Il était 18h50. Il est grand temps de prendre une décision. C'est alors qu'il décida de se rendre dans la chambre de Maîtresse Sophie. Après tout, Il était venu ici pour s'amuser, découvrir de nouvelles choses et avec Sophie , ce serait encore le cas.

Il marcha le long du couloir et frappa à la porte de sa charmante tortionnaire.

- Je savais que tu ferais le bon choix. Entre et déshabille-toi Tony! J'ai toujours fait ce que je voulais de mes larves, lui dit Maîtresse Sophie, en lui ouvrant en grand la porte.

- Je n'entrerai pas, répondit Tony, à la surprise générale de celle-ci. Il s'était surpris lui-même en disant cela car sa décision était prise.

- Tu entreras quand même! rétorqua Sophie, la voix grondante, rouge de colère.

Elle tenta de saisir violemment les parties intimes de Tony, mais celui-ci fut plus prompte qu'elle et lui bloqua délicatement la main.

- Je suis venu vous dire que je mettais fin à notre petite histoire. Voyez-vous, j'ai rencontré en la personne de Myriam, la femme que je recherchais. C'est avec Elle que je veux découvrir le véritable Amour et parfaire mon éducation sexuelle. Rien au monde ne pourra me faire changer d'avis. Je vous remercie Maîtresse Sophie, mais je décline votre proposition.

A ces mots, Sophie saisit l'entrejambe de son ex-esclave et contre toute attente, déposa un doux baiser sur sa bouche.

- Myriam à une chance folle, lui murmura-t-elle. J'espère qu'elle est consciente de la chance qu'elle a de t’avoir rencontré. Tu es le premier à me résister, à oser me tenir tête, Tony. J'ai eu l'occasion de fréquenter un vrai mâle, en ta personne. Je n'ai jamais rencontré quelqu'un d'aussi fort que toi, aussi bien psychologiquement que physiquement. Donc, c'est moi qui te remercie. Va retrouver ta chère et tendre amie !

Soulagé, Tony tourna les talons et alla en direction de l'Hôtel où l'attendait la femme qu’il aimait ...

  
N°19 - EROTICA51
Maitresse Sophie restait songeuse devant son miroir, en se recoiffant. Finalement, l'Amour avait encore de belles années d'espérance. Tout le monde ne recherchait pas que le vice dans la vie. Certains étaient à la recherche du bonheur et des vraies valeurs de la Vie.
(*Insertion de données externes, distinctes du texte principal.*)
use crate::domain::errors::MlError;
use crate::domain::market::Timeframe;
use crate::domain::ml::model_version::ANOMALY_MODEL_KEY_PREFIX;
use crate::domain::ml::{Direction, Prediction, PredictionFilter, PredictionResolution, RiskLevel};
use crate::domain::repositories::PredictionStore;
use crate::infrastructure::persistence::{datetime_from_unix, optional_datetime};
use anyhow::{Context, Result};
use async_trait::async_trait;
use chrono::{DateTime, Utc};
use sqlx::sqlite::SqliteRow;
use sqlx::{Row, SqlitePool};
use std::str::FromStr;

pub struct SqlitePredictionStore {
    pool: SqlitePool,
}

impl SqlitePredictionStore {
    pub fn new(pool: SqlitePool) -> Self {
        Self { pool }
    }

    fn map_row(row: &SqliteRow) -> Result<Prediction> {
        let interval: String = row.try_get("interval")?;
        let direction: String = row.try_get("direction")?;
        Ok(Prediction {
            id: Some(row.try_get("id")?),
            symbol: row.try_get("symbol")?,
            interval: Timeframe::from_str(&interval)?,
            open_time: datetime_from_unix(row.try_get("open_time")?)?,
            target_time: datetime_from_unix(row.try_get("target_time")?)?,
            model_key: row.try_get("model_key")?,
            model_version: row.try_get("model_version")?,
            prob_up: row.try_get("prob_up")?,
            confidence: row.try_get("confidence")?,
            direction: Direction::from_str(&direction)?,
            risk: RiskLevel::new(row.try_get("risk")?)?,
            signal_id: row.try_get("signal_id")?,
            details_json: row.try_get("details_json")?,
            resolved_at: optional_datetime(row.try_get("resolved_at")?)?,
            actual_up: row.try_get("actual_up")?,
            is_correct: row.try_get("is_correct")?,
            realized_return: row.try_get("realized_return")?,
        })
    }
}

#[async_trait]
impl PredictionStore for SqlitePredictionStore {
    async fn upsert_prediction(&self, prediction: &Prediction) -> Result<Prediction> {
        // Unresolved rows get fresh model output; signal_id is cleared and
        // re-attached by the caller for directional rows. Resolved rows are
        // frozen so the graded direction always matches is_correct.
        let updated = sqlx::query(
            r#"
            INSERT INTO predictions
            (symbol, interval, open_time, target_time, model_key, model_version,
             prob_up, confidence, direction, risk, details_json)
            VALUES (?, ?, ?, ?, ?, ?, ?, ?, ?, ?, ?)
            ON CONFLICT(symbol, interval, open_time, model_key, model_version) DO UPDATE SET
                target_time = excluded.target_time,
                prob_up = excluded.prob_up,
                confidence = excluded.confidence,
                direction = excluded.direction,
                risk = excluded.risk,
                details_json = excluded.details_json,
                signal_id = NULL,
                updated_at = strftime('%s', 'now')
            WHERE predictions.resolved_at IS NULL
            RETURNING *
            "#,
        )
        .bind(&prediction.symbol)
        .bind(prediction.interval.as_str())
        .bind(prediction.open_time.timestamp())
        .bind(prediction.target_time.timestamp())
        .bind(&prediction.model_key)
        .bind(prediction.model_version)
        .bind(prediction.prob_up)
        .bind(prediction.confidence)
        .bind(prediction.direction.as_str())
        .bind(i64::from(prediction.risk))
        .bind(&prediction.details_json)
        .fetch_optional(&self.pool)
        .await
        .with_context(|| {
            format!(
                "Failed to upsert prediction {} {} {} v{}",
                prediction.symbol,
                prediction.interval,
                prediction.model_key,
                prediction.model_version
            )
        })?;

        if let Some(row) = updated {
            return Self::map_row(&row);
        }

        let row = sqlx::query(
            r#"
            SELECT * FROM predictions
            WHERE symbol = ? AND interval = ? AND open_time = ? AND model_key = ? AND model_version = ?
            "#,
        )
        .bind(&prediction.symbol)
        .bind(prediction.interval.as_str())
        .bind(prediction.open_time.timestamp())
        .bind(&prediction.model_key)
        .bind(prediction.model_version)
        .fetch_one(&self.pool)
        .await
        .context("Failed to load resolved prediction")?;

        Self::map_row(&row)
    }

    async fn attach_signal_id(&self, prediction_id: i64, signal_id: i64) -> Result<()> {
        let result = sqlx::query(
            "UPDATE predictions SET signal_id = ?, updated_at = strftime('%s', 'now') WHERE id = ?",
        )
        .bind(signal_id)
        .bind(prediction_id)
        .execute(&self.pool)
        .await
        .context("Failed to attach signal to prediction")?;

        if result.rows_affected() == 0 {
            return Err(MlError::NoRowsAffected {
                entity: "prediction",
                id: prediction_id,
            }
            .into());
        }
        Ok(())
    }

    async fn list_unresolved_predictions(
        &self,
        now: DateTime<Utc>,
        after: Option<(DateTime<Utc>, i64)>,
        limit: usize,
    ) -> Result<Vec<Prediction>> {
        let after_time = after.map(|(t, _)| t.timestamp());
        let after_id = after.map(|(_, id)| id);
        let rows = sqlx::query(
            r#"
            SELECT * FROM predictions
            WHERE resolved_at IS NULL AND target_time <= ? AND model_key NOT LIKE ? || '%'
              AND (? IS NULL OR target_time > ? OR (target_time = ? AND id > ?))
            ORDER BY target_time ASC, id ASC
            LIMIT ?
            "#,
        )
        .bind(now.timestamp())
        .bind(ANOMALY_MODEL_KEY_PREFIX)
        .bind(after_time)
        .bind(after_time)
        .bind(after_time)
        .bind(after_id)
        .bind(limit as i64)
        .fetch_all(&self.pool)
        .await
        .context("Failed to list unresolved predictions")?;

        rows.iter().map(Self::map_row).collect()
    }

    async fn resolve_prediction(
        &self,
        prediction_id: i64,
        resolution: &PredictionResolution,
    ) -> Result<()> {
        let result = sqlx::query(
            r#"
            UPDATE predictions
            SET resolved_at = ?, actual_up = ?, is_correct = ?, realized_return = ?,
                updated_at = strftime('%s', 'now')
            WHERE id = ? AND resolved_at IS NULL
            "#,
        )
        .bind(resolution.resolved_at.timestamp())
        .bind(resolution.actual_up)
        .bind(resolution.is_correct)
        .bind(resolution.realized_return)
        .bind(prediction_id)
        .execute(&self.pool)
        .await
        .context("Failed to resolve prediction")?;

        if result.rows_affected() == 0 {
            return Err(MlError::NoRowsAffected {
                entity: "prediction",
                id: prediction_id,
            }
            .into());
        }
        Ok(())
    }

    async fn list_predictions(&self, filter: &PredictionFilter) -> Result<Vec<Prediction>> {
        let rows = sqlx::query(
            r#"
            SELECT * FROM predictions
            WHERE (?1 IS NULL OR symbol = ?1)
              AND (?2 IS NULL OR interval = ?2)
              AND (?3 IS NULL OR model_key = ?3)
              AND (?4 IS NULL OR open_time >= ?4)
              AND (?5 IS NULL OR open_time <= ?5)
            ORDER BY open_time DESC, id DESC
            LIMIT ?6
            "#,
        )
        .bind(filter.symbol.as_deref())
        .bind(filter.interval.map(|i| i.as_str()))
        .bind(filter.model_key.as_deref())
        .bind(filter.from.map(|t| t.timestamp()))
        .bind(filter.to.map(|t| t.timestamp()))
        .bind(filter.limit.map(|l| l as i64).unwrap_or(-1))
        .fetch_all(&self.pool)
        .await
        .context("Failed to list predictions")?;

        rows.iter().map(Self::map_row).collect()
    }
}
Ce qui était bien agréable à découvrir.

Quand à Myriam et Tony, ils ne se quittaient plus, se tenant par la main, sous les yeux attendris des passants. Leur belle histoire commençait vraiment maintenant.

Ils allaient avoir des années devant eux pour apprendre à mieux se connaitre et dans un avenir proche, vivre ensemble.

Conclusion : La Vie a toujours quelque chose de beau à vous faire découvrir, si vous le désirez vraiment. Le tout est de ne jamais fermer la porte de son cœur.